Records supplied:

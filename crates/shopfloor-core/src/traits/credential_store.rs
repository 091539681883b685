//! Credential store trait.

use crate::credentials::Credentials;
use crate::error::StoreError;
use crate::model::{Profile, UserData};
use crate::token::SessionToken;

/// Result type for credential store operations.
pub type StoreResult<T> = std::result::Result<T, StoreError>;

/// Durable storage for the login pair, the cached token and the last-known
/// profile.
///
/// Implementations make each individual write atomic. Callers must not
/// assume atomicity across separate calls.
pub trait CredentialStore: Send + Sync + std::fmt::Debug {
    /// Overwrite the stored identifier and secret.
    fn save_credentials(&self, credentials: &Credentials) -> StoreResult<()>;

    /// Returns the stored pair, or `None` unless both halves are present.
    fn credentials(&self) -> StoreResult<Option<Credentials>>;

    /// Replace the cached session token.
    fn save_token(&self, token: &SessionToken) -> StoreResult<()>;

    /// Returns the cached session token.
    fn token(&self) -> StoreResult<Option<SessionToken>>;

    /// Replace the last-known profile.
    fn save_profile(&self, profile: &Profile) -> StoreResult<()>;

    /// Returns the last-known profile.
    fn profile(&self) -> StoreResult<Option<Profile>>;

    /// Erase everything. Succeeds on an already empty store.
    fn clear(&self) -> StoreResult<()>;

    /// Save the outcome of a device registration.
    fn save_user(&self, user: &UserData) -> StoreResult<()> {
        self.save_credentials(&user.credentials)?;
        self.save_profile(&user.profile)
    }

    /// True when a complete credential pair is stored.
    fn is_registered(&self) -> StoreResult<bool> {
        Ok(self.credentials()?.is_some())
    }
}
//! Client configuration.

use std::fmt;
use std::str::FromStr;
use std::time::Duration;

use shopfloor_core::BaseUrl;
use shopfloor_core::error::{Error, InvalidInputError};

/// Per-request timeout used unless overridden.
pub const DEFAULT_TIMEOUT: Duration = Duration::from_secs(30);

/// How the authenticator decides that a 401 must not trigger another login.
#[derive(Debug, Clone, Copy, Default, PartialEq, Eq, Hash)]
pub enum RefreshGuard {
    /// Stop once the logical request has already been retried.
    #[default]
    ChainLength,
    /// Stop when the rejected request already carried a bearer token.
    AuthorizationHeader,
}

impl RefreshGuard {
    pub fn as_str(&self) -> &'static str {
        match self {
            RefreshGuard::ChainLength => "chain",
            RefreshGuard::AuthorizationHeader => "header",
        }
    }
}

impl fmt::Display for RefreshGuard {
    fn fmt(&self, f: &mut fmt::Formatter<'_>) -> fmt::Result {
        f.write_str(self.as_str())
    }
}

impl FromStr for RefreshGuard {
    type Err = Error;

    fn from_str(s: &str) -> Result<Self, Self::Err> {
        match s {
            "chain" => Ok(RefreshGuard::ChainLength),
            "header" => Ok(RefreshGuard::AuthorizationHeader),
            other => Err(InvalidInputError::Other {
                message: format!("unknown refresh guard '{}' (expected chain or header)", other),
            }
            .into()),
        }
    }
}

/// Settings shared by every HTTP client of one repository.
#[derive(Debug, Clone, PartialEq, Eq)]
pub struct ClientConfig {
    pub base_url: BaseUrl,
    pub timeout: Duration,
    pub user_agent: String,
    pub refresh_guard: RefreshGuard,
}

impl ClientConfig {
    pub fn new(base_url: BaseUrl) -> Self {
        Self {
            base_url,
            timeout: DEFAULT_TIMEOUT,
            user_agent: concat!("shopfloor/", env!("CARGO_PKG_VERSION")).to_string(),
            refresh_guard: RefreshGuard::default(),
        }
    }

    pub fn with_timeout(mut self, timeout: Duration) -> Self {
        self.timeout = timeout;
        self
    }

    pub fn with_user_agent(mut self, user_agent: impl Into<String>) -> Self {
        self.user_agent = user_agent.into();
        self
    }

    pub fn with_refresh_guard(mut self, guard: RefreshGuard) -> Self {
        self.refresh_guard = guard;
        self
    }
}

About this task:
The range runs from the line with "self.user_agent = user_agent.into();" to the last line of the entries above, both included. Restate it word for word.

Task response:
        self.user_agent = user_agent.into();
        self
    }

    pub fn with_refresh_guard(mut self, guard: RefreshGuard) -> Self {
        self.refresh_guard = guard;
        self
    }
}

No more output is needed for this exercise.